Exercise directions: Go through the data below line by line and count those containing the word "that". Reply with the count only.

Collected data entries
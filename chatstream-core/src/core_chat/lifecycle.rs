//! Connection lifecycle
//!
//! ```text
//!  Disconnected ──connect()──► Resolving ──bound resolved──► Connected
//!       ▲                         │                             │
//!       └──── failure / disconnect() ◄────── disconnect() / feed closed
//! ```
//!
//! [`Session`] is the state machine plus the subscription registry it owns.
//! It is always accessed under the chat's session lock, which is also the
//! gate every publication passes through.

use crate::core_chat::errors::{ChatError, ChatResult};
use crate::core_chat::registry::{Disposable, SubscriptionId, SubscriptionRegistry};
use std::fmt;
use tokio_util::sync::CancellationToken;

/// Where a chat is in its connection lifecycle
#[derive(Debug, Clone, Copy, PartialEq, Eq)]
pub enum ConnectionState {
    /// No live feed. Initial and post-teardown state.
    Disconnected,
    /// Querying the replay point before opening the feed
    Resolving,
    /// Live feed open
    Connected,
}

impl fmt::Display for ConnectionState {
    fn fmt(&self, f: &mut fmt::Formatter<'_>) -> fmt::Result {
        let s = match self {
            ConnectionState::Disconnected => "disconnected",
            ConnectionState::Resolving => "resolving",
            ConnectionState::Connected => "connected",
        };
        write!(f, "{}", s)
    }
}

/// Lifecycle state and the resources opened under it
pub struct Session {
    state: ConnectionState,
    pending: Option<CancellationToken>,
    feed: Option<SubscriptionId>,
    registry: SubscriptionRegistry,
}

impl Session {
    pub fn new() -> Self {
        Self {
            state: ConnectionState::Disconnected,
            pending: None,
            feed: None,
            registry: SubscriptionRegistry::new(),
        }
    }

    pub fn state(&self) -> ConnectionState {
        self.state
    }

    /// Disconnected → Resolving
    ///
    /// Returns the token that `disconnect` cancels to abort this attempt.
    /// Any other state rejects the call, so a second `connect` never opens a
    /// duplicate feed.
    pub fn begin_connect(&mut self) -> ChatResult<CancellationToken> {
        if self.state != ConnectionState::Disconnected {
            return Err(ChatError::AlreadyConnected);
        }
        let token = CancellationToken::new();
        self.state = ConnectionState::Resolving;
        self.pending = Some(token.clone());
        Ok(token)
    }

    /// Resolving → Disconnected after a failed attempt
    pub fn fail_connect(&mut self) {
        if self.state == ConnectionState::Resolving {
            self.state = ConnectionState::Disconnected;
        }
        self.pending = None;
    }

    /// Resolving → Connected, registering the live feed
    pub fn complete_connect(&mut self, id: SubscriptionId, feed: impl Disposable + 'static) {
        self.registry.insert(id, feed);
        self.feed = Some(id);
        self.pending = None;
        self.state = ConnectionState::Connected;
    }

    /// Register a resource to be released on teardown
    pub fn manage(&mut self, resource: impl Disposable + 'static) -> SubscriptionId {
        self.registry.add(resource)
    }

    pub fn register(&mut self, id: SubscriptionId, resource: impl Disposable + 'static) {
        self.registry.insert(id, resource);
    }

    /// Dispose one resource whose consumer has gone away
    pub fn release(&mut self, id: &SubscriptionId) -> bool {
        self.registry.remove(id)
    }

    /// An adapter stream ended on its own
    ///
    /// Returns `true` when it was the live feed, in which case the session
    /// drops back to Disconnected and releases everything opened under the
    /// connection.
    pub fn subscription_closed(&mut self, id: &SubscriptionId) -> bool {
        self.registry.remove(id);
        if self.feed.as_ref() == Some(id) {
            self.teardown();
            return true;
        }
        false
    }

    /// Any state → Disconnected. Cancels a pending connect and releases every
    /// registered resource. Returns how many resources were released.
    pub fn teardown(&mut self) -> usize {
        if let Some(pending) = self.pending.take() {
            pending.cancel();
        }
        self.feed = None;
        self.state = ConnectionState::Disconnected;
        self.registry.dispose_all()
    }

    pub fn subscription_count(&self) -> usize {
        self.registry.len()
    }
}

impl Default for Session {
    fn default() -> Self {
        Self::new()
    }
}

#[cfg(test)]
mod tests {
    use super::*;

    #[test]
    fn test_initial_state() {
        let session = Session::new();
        assert_eq!(session.state(), ConnectionState::Disconnected);
        assert_eq!(session.subscription_count(), 0);
    }

    #[test]
    fn test_happy_path() {
        let mut session = Session::new();
        let token = session.begin_connect().unwrap();
        assert_eq!(session.state(), ConnectionState::Resolving);

        session.complete_connect(SubscriptionId::generate(), token.clone());
        assert_eq!(session.state(), ConnectionState::Connected);
        assert_eq!(session.subscription_count(), 1);

        assert_eq!(session.teardown(), 1);
        assert_eq!(session.state(), ConnectionState::Disconnected);
        assert!(token.is_cancelled());
    }

    #[test]
    fn test_double_connect_rejected() {
        let mut session = Session::new();
        let token = session.begin_connect().unwrap();
        assert_eq!(session.begin_connect().unwrap_err(), ChatError::AlreadyConnected);

        session.complete_connect(SubscriptionId::generate(), token);
        assert_eq!(session.begin_connect().unwrap_err(), ChatError::AlreadyConnected);
        assert_eq!(session.subscription_count(), 1);
    }

    #[test]
    fn test_failed_resolution_allows_retry() {
        let mut session = Session::new();
        session.begin_connect().unwrap();
        session.fail_connect();
        assert_eq!(session.state(), ConnectionState::Disconnected);
        assert!(session.begin_connect().is_ok());
    }

    #[test]
    fn test_teardown_cancels_pending_connect() {
        let mut session = Session::new();
        let token = session.begin_connect().unwrap();
        assert_eq!(session.teardown(), 0);
        assert!(token.is_cancelled());
        assert_eq!(session.state(), ConnectionState::Disconnected);
    }

    #[test]
    fn test_teardown_is_idempotent() {
        let mut session = Session::new();
        assert_eq!(session.teardown(), 0);
        assert_eq!(session.teardown(), 0);
        assert_eq!(session.state(), ConnectionState::Disconnected);
    }

    #[test]
    fn test_feed_closed_disconnects_but_other_closures_do_not() {
        let mut session = Session::new();
        let token = session.begin_connect().unwrap();
        let feed = SubscriptionId::generate();
        session.complete_connect(feed, token);

        let list = SubscriptionId::generate();
        session.register(list, CancellationToken::new());
        assert!(!session.subscription_closed(&list));
        assert_eq!(session.state(), ConnectionState::Connected);

        assert!(session.subscription_closed(&feed));
        assert_eq!(session.state(), ConnectionState::Disconnected);
        assert_eq!(session.subscription_count(), 0);
    }

    #[test]
    fn test_feed_closed_releases_remaining_watches() {
        let mut session = Session::new();
        let token = session.begin_connect().unwrap();
        let feed = SubscriptionId::generate();
        session.complete_connect(feed, token);

        let watch = CancellationToken::new();
        session.register(SubscriptionId::generate(), watch.clone());
        let managed = CancellationToken::new();
        session.manage(managed.clone());
        assert_eq!(session.subscription_count(), 3);

        assert!(session.subscription_closed(&feed));
        assert!(watch.is_cancelled());
        assert!(managed.is_cancelled());
        assert_eq!(session.subscription_count(), 0);
    }

    #[test]
    fn test_release_disposes_one_entry() {
        let mut session = Session::new();
        let token = session.begin_connect().unwrap();
        session.complete_connect(SubscriptionId::generate(), token);

        let watch = CancellationToken::new();
        let id = SubscriptionId::generate();
        session.register(id, watch.clone());

        assert!(session.release(&id));
        assert!(watch.is_cancelled());
        assert!(!session.release(&id));
        assert_eq!(session.subscription_count(), 1);
        assert_eq!(session.state(), ConnectionState::Connected);
    }
}
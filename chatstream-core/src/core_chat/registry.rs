//! Subscription registry
//!
//! Holds every live resource opened on behalf of a chat so they can all be
//! released in one call on disconnect.

use std::collections::HashMap;
use std::fmt;
use tokio::task::JoinHandle;
use tokio_util::sync::CancellationToken;
use uuid::Uuid;

/// A resource that can be released. Releasing twice is a no-op.
pub trait Disposable: Send {
    fn dispose(&self);
}

impl Disposable for CancellationToken {
    fn dispose(&self) {
        self.cancel();
    }
}

impl<T: Send> Disposable for JoinHandle<T> {
    fn dispose(&self) {
        self.abort();
    }
}

/// A pump task paired with the token that stops it
pub struct TaskSubscription {
    token: CancellationToken,
    task: JoinHandle<()>,
}

impl TaskSubscription {
    pub fn new(token: CancellationToken, task: JoinHandle<()>) -> Self {
        Self { token, task }
    }
}

impl Disposable for TaskSubscription {
    fn dispose(&self) {
        self.token.cancel();
        self.task.abort();
    }
}

/// Opaque registry handle
#[derive(Debug, Clone, Copy, PartialEq, Eq, Hash)]
pub struct SubscriptionId(Uuid);

impl SubscriptionId {
    pub fn generate() -> Self {
        SubscriptionId(Uuid::new_v4())
    }
}

impl fmt::Display for SubscriptionId {
    fn fmt(&self, f: &mut fmt::Formatter<'_>) -> fmt::Result {
        write!(f, "{}", self.0)
    }
}

/// Map of live subscriptions
#[derive(Default)]
pub struct SubscriptionRegistry {
    entries: HashMap<SubscriptionId, Box<dyn Disposable>>,
}

impl SubscriptionRegistry {
    pub fn new() -> Self {
        Self::default()
    }

    /// Register a resource under a fresh handle
    pub fn add(&mut self, resource: impl Disposable + 'static) -> SubscriptionId {
        let id = SubscriptionId::generate();
        self.insert(id, resource);
        id
    }

    /// Register under a handle chosen by the caller. An existing entry with
    /// the same handle is disposed first.
    pub fn insert(&mut self, id: SubscriptionId, resource: impl Disposable + 'static) {
        if let Some(previous) = self.entries.insert(id, Box::new(resource)) {
            previous.dispose();
        }
    }

    /// Dispose and forget one entry. Returns whether it was present.
    pub fn remove(&mut self, id: &SubscriptionId) -> bool {
        match self.entries.remove(id) {
            Some(resource) => {
                resource.dispose();
                true
            }
            None => false,
        }
    }

    #[cfg(test)]
    pub(crate) fn contains(&self, id: &SubscriptionId) -> bool {
        self.entries.contains_key(id)
    }

    /// Dispose every entry and clear the registry. Returns how many were released.
    pub fn dispose_all(&mut self) -> usize {
        let released = self.entries.len();
        for (_, resource) in self.entries.drain() {
            resource.dispose();
        }
        released
    }

    pub fn len(&self) -> usize {
        self.entries.len()
    }

    pub fn is_empty(&self) -> bool {
        self.entries.is_empty()
    }
}

impl Drop for SubscriptionRegistry {
    fn drop(&mut self) {
        self.dispose_all();
    }
}
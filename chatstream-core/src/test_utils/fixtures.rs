//! Test fixtures for creating common test objects
//!
//! Provides a chat wired to an [`InMemoryAdapter`] plus shortcuts for the
//! store writes a remote participant would make.

use crate::config::ChatConfig;
use crate::core_chat::{Chat, ChatPaths, InMemoryAdapter, RemoteAdapter};
use crate::core_model::{ChatId, Message, Path, PathScheme, Sendable, UserId};
use std::sync::Arc;

pub const ALICE: &str = "alice";
pub const BOB: &str = "bob";

/// Store layout used by every fixture
pub fn test_scheme() -> PathScheme {
    PathScheme::new("chatstream", "test")
}

/// A chat for `alice` on an in-memory store
///
/// Must be built inside a tokio runtime.
pub struct ChatFixture {
    pub adapter: Arc<InMemoryAdapter>,
    pub chat: Chat,
    pub scheme: PathScheme,
}

impl ChatFixture {
    /// Alice's one-to-one chat with default settings
    pub fn one_to_one() -> Self {
        Self::one_to_one_with_config(ChatConfig::default())
    }

    pub fn one_to_one_with_config(config: ChatConfig) -> Self {
        let scheme = test_scheme();
        let alice = UserId::new(ALICE);
        let paths = ChatPaths::one_to_one(&scheme, &alice);
        Self::build(scheme, paths, config)
    }

    /// Alice's view of group chat `chat_id`
    pub fn group(chat_id: &str) -> Self {
        let scheme = test_scheme();
        let paths = ChatPaths::group(&scheme, &ChatId::new(chat_id));
        Self::build(scheme, paths, ChatConfig::default())
    }

    fn build(scheme: PathScheme, paths: ChatPaths, config: ChatConfig) -> Self {
        let alice = UserId::new(ALICE);
        let adapter = Arc::new(InMemoryAdapter::new(alice.clone()));
        let remote: Arc<dyn RemoteAdapter> = adapter.clone();
        let chat = Chat::new(remote, paths, alice, config);
        Self { adapter, chat, scheme }
    }

    /// Path of the chat's live feed
    pub fn feed(&self) -> Path {
        self.chat.paths().messages().clone()
    }

    /// Write `sendable` to the chat's feed as the store would receive it
    pub fn deliver(&self, sendable: Sendable) -> Sendable {
        self.adapter.insert(&self.feed(), sendable)
    }

    /// Write a text message from `from` to the chat's feed
    pub fn deliver_text(&self, from: &str, text: &str) -> Sendable {
        self.deliver(Message::with_text(UserId::new(from), text))
    }
}
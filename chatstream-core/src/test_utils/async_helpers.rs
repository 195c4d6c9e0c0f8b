//! Async test helpers
//!
//! Utilities for testing event subscriptions: receiving with a timeout,
//! asserting silence, and collecting or draining what a channel holds.

use std::future::Future;
use thiserror::Error;
use tokio::sync::{broadcast, mpsc};
use tokio::time::{timeout, Duration};

/// Default timeout duration for tests (5 seconds)
pub const DEFAULT_TEST_TIMEOUT: Duration = Duration::from_secs(5);

/// Short timeout for tests that should fail fast (100ms)
pub const SHORT_TEST_TIMEOUT: Duration = Duration::from_millis(100);

#[derive(Debug, Clone, Copy, PartialEq, Eq, Error)]
pub enum RecvTimeoutError {
    #[error("receive operation timed out")]
    Timeout,
    #[error("channel closed")]
    Closed,
    /// The subscriber fell behind and this many events were dropped
    #[error("subscriber lagged by {0} events")]
    Lagged(u64),
}

impl From<broadcast::error::RecvError> for RecvTimeoutError {
    fn from(e: broadcast::error::RecvError) -> Self {
        match e {
            broadcast::error::RecvError::Closed => RecvTimeoutError::Closed,
            broadcast::error::RecvError::Lagged(n) => RecvTimeoutError::Lagged(n),
        }
    }
}

/// Receive the next event from a hub subscription with a timeout
pub async fn recv_timeout<T: Clone>(
    rx: &mut broadcast::Receiver<T>,
    duration: Duration,
) -> Result<T, RecvTimeoutError> {
    Ok(timeout(duration, rx.recv()).await.map_err(|_| RecvTimeoutError::Timeout)??)
}

/// Receive from an unbounded mpsc channel with a timeout
pub async fn recv_unbounded_timeout<T>(
    rx: &mut mpsc::UnboundedReceiver<T>,
    duration: Duration,
) -> Result<T, RecvTimeoutError> {
    timeout(duration, rx.recv())
        .await
        .map_err(|_| RecvTimeoutError::Timeout)?
        .ok_or(RecvTimeoutError::Closed)
}

/// Helper to collect N events from a subscription with timeout
pub async fn collect_n<T: Clone>(
    rx: &mut broadcast::Receiver<T>,
    count: usize,
    per_event_timeout: Duration,
) -> Result<Vec<T>, RecvTimeoutError> {
    let mut results = Vec::with_capacity(count);
    for _ in 0..count {
        results.push(recv_timeout(rx, per_event_timeout).await?);
    }
    Ok(results)
}

/// Helper to drain all buffered events without blocking
pub fn try_drain<T: Clone>(rx: &mut broadcast::Receiver<T>) -> Vec<T> {
    let mut results = Vec::new();
    loop {
        match rx.try_recv() {
            Ok(event) => results.push(event),
            Err(broadcast::error::TryRecvError::Lagged(_)) => continue,
            Err(_) => break,
        }
    }
    results
}

/// Assert nothing arrives on `rx` within `duration`
pub async fn assert_no_event<T: Clone + std::fmt::Debug>(
    rx: &mut broadcast::Receiver<T>,
    duration: Duration,
) {
    match recv_timeout(rx, duration).await {
        Ok(event) => panic!("Expected no event within {:?}, got {:?}", duration, event),
        Err(RecvTimeoutError::Lagged(n)) => panic!("Expected no event, subscriber lagged by {}", n),
        Err(RecvTimeoutError::Timeout) | Err(RecvTimeoutError::Closed) => {}
    }
}

/// Helper to assert a future completes within duration
pub async fn assert_completes_within<F, T>(duration: Duration, future: F) -> T
where
    F: Future<Output = T>,
{
    match timeout(duration, future).await {
        Ok(result) => result,
        Err(_) => panic!("Future did not complete within {:?}", duration),
    }
}

/// Let spawned tasks (pumps, notifier) run until they are idle
pub async fn settle() {
    for _ in 0..16 {
        tokio::task::yield_now().await;
    }
}

#[cfg(test)]
mod tests {
    use super::*;

    #[tokio::test]
    async fn test_recv_timeout_success() {
        let (tx, mut rx) = broadcast::channel(4);
        tx.send(42).unwrap();
        assert_eq!(recv_timeout(&mut rx, DEFAULT_TEST_TIMEOUT).await, Ok(42));
    }

    #[tokio::test]
    async fn test_recv_timeout_times_out() {
        let (_tx, mut rx) = broadcast::channel::<i32>(4);
        let result = recv_timeout(&mut rx, SHORT_TEST_TIMEOUT).await;
        assert_eq!(result, Err(RecvTimeoutError::Timeout));
    }

    #[tokio::test]
    async fn test_recv_timeout_closed() {
        let (tx, mut rx) = broadcast::channel::<i32>(4);
        drop(tx);
        let result = recv_timeout(&mut rx, DEFAULT_TEST_TIMEOUT).await;
        assert_eq!(result, Err(RecvTimeoutError::Closed));
    }

    #[tokio::test]
    async fn test_recv_timeout_reports_lag() {
        let (tx, mut rx) = broadcast::channel(1);
        tx.send(1).unwrap();
        tx.send(2).unwrap();
        assert_eq!(recv_timeout(&mut rx, DEFAULT_TEST_TIMEOUT).await, Err(RecvTimeoutError::Lagged(1)));
        assert_eq!(recv_timeout(&mut rx, DEFAULT_TEST_TIMEOUT).await, Ok(2));
    }

    #[tokio::test]
    async fn test_collect_n_and_drain() {
        let (tx, mut rx) = broadcast::channel(10);
        for i in 0..5 {
            tx.send(i).unwrap();
        }
        assert_eq!(collect_n(&mut rx, 3, DEFAULT_TEST_TIMEOUT).await.unwrap(), vec![0, 1, 2]);
        assert_eq!(try_drain(&mut rx), vec![3, 4]);
    }

    #[tokio::test]
    async fn test_assert_no_event_passes_on_silence() {
        let (_tx, mut rx) = broadcast::channel::<i32>(4);
        assert_no_event(&mut rx, SHORT_TEST_TIMEOUT).await;
    }

    #[tokio::test]
    #[should_panic(expected = "Expected no event")]
    async fn test_assert_no_event_panics_on_event() {
        let (tx, mut rx) = broadcast::channel(4);
        tx.send(1).unwrap();
        assert_no_event(&mut rx, SHORT_TEST_TIMEOUT).await;
    }

    #[tokio::test]
    async fn test_recv_unbounded_timeout() {
        let (tx, mut rx) = mpsc::unbounded_channel();
        tx.send("x").unwrap();
        assert_eq!(recv_unbounded_timeout(&mut rx, DEFAULT_TEST_TIMEOUT).await, Ok("x"));
        drop(tx);
        assert_eq!(
            recv_unbounded_timeout(&mut rx, DEFAULT_TEST_TIMEOUT).await,
            Err(RecvTimeoutError::Closed)
        );
    }
}
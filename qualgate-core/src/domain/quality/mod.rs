// qualgate-core/src/domain/quality/mod.rs

pub mod aggregator;
pub mod gate;
pub mod validator;

// Re-exports
pub use aggregator::{InvalidRow, QualityMetrics, QualityReport, aggregate};
pub use gate::{GateConfig, GateOutcome, GateSeverity, QualityGate};
pub use validator::{Defect, RowVerdict, ValidationResult, validate_record, validate_row};
// qualgate-core/src/application/report.rs

use std::path::PathBuf;

use crate::domain::configuration::Settings;
use crate::domain::quality::{GateOutcome, QualityGate, QualityMetrics};
use crate::error::QualgateError;
use crate::infrastructure::sink::{metrics_artifact_path, read_metrics};

/// A previously written metrics artifact, re-gated with the current settings.
#[derive(Debug, Clone)]
pub struct MetricsReport {
    pub path: PathBuf,
    pub metrics: QualityMetrics,
    pub gate: GateOutcome,
}

pub fn read_report(settings: &Settings) -> Result<MetricsReport, QualgateError> {
    let path = metrics_artifact_path(&settings.metrics_dir, settings.environment);
    let metrics = read_metrics(&path)?;
    let gate = QualityGate::evaluate(&metrics, &settings.gate_config());
    Ok(MetricsReport {
        path,
        metrics,
        gate,
    })
}

#[cfg(test)]
mod tests {
    use super::*;
    use crate::domain::environment::Environment;
    use crate::domain::ports::MetricsSink;
    use crate::domain::quality::GateSeverity;
    use crate::infrastructure::sink::JsonMetricsSink;
    use anyhow::Result;
    use tempfile::tempdir;

    #[test]
    fn test_report_regates_stored_metrics() -> Result<()> {
        let dir = tempdir()?;
        let settings = Settings::defaults(dir.path(), Environment::Production);
        JsonMetricsSink::for_environment(&settings.metrics_dir, settings.environment)
            .publish(&QualityMetrics::new(Environment::Production, 7, 3))?;

        let report = read_report(&settings)?;

        assert_eq!(report.metrics.invalid_percentage, 30.0);
        assert_eq!(report.gate.severity, GateSeverity::Fatal);
        assert!(report.path.ends_with("quality_metrics_prod.json"));
        Ok(())
    }

    #[test]
    fn test_report_without_artifact_fails() -> Result<()> {
        let dir = tempdir()?;
        let settings = Settings::defaults(dir.path(), Environment::Development);
        assert!(read_report(&settings).is_err());
        Ok(())
    }
}
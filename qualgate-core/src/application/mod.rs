// qualgate-core/src/application/mod.rs

pub mod pipeline;
pub mod report;

// --- RE-EXPORTS (FACADE PATTERN) ---
// Lets the CLI write:
// `use qualgate_core::application::{run_pipeline, read_report};`
// without knowing the internal file layout.

pub use pipeline::{PipelineOutcome, PipelineStage, run_pipeline};
pub use report::{MetricsReport, read_report};
use crate::domain::dataset::Dataset;
use crate::error::QualgateError;
use std::path::Path;

/// Reads a tabular source into ordered records.
///
/// Implementations only enforce structure (existence, required columns);
/// cell values are left to the validator.
pub trait DatasetLoader: Send + Sync {
    fn load(&self, source: &Path) -> Result<Dataset, QualgateError>;
}
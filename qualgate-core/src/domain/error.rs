// qualgate-core/src/domain/error.rs

use miette::Diagnostic;
use thiserror::Error;

#[derive(Error, Debug, Diagnostic)]
pub enum DomainError {
    #[error("CSV schema mismatch: missing required column(s) {}", .missing.join(", "))]
    #[diagnostic(
        code(qualgate::domain::schema),
        help("The header must contain: customer_id, name, age, email, country.")
    )]
    SchemaError { missing: Vec<String> },

    // `{:?}` keeps the decimal point on whole thresholds (20.0, not 20)
    #[error(
        "Data quality gate failed: {actual_pct:.2}% invalid rows (threshold {threshold_pct:?}%)"
    )]
    #[diagnostic(
        code(qualgate::domain::quality_gate),
        help("Inspect the metrics artifact, fix the source data or relax max_invalid_pct.")
    )]
    QualityGateFailed { actual_pct: f64, threshold_pct: f64 },
}

#[cfg(test)]
mod tests {
    use super::*;

    #[test]
    fn test_gate_message_keeps_threshold_decimal() {
        let err = DomainError::QualityGateFailed {
            actual_pct: 60.0,
            threshold_pct: 20.0,
        };
        assert_eq!(
            err.to_string(),
            "Data quality gate failed: 60.00% invalid rows (threshold 20.0%)"
        );
    }

    #[test]
    fn test_gate_message_fractional_values() {
        let err = DomainError::QualityGateFailed {
            actual_pct: 33.333,
            threshold_pct: 12.5,
        };
        assert_eq!(
            err.to_string(),
            "Data quality gate failed: 33.33% invalid rows (threshold 12.5%)"
        );
    }

    #[test]
    fn test_schema_error_lists_missing_columns() {
        let err = DomainError::SchemaError {
            missing: vec!["email".into(), "country".into()],
        };
        assert!(err.to_string().contains("email, country"));
    }
}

Result below: 4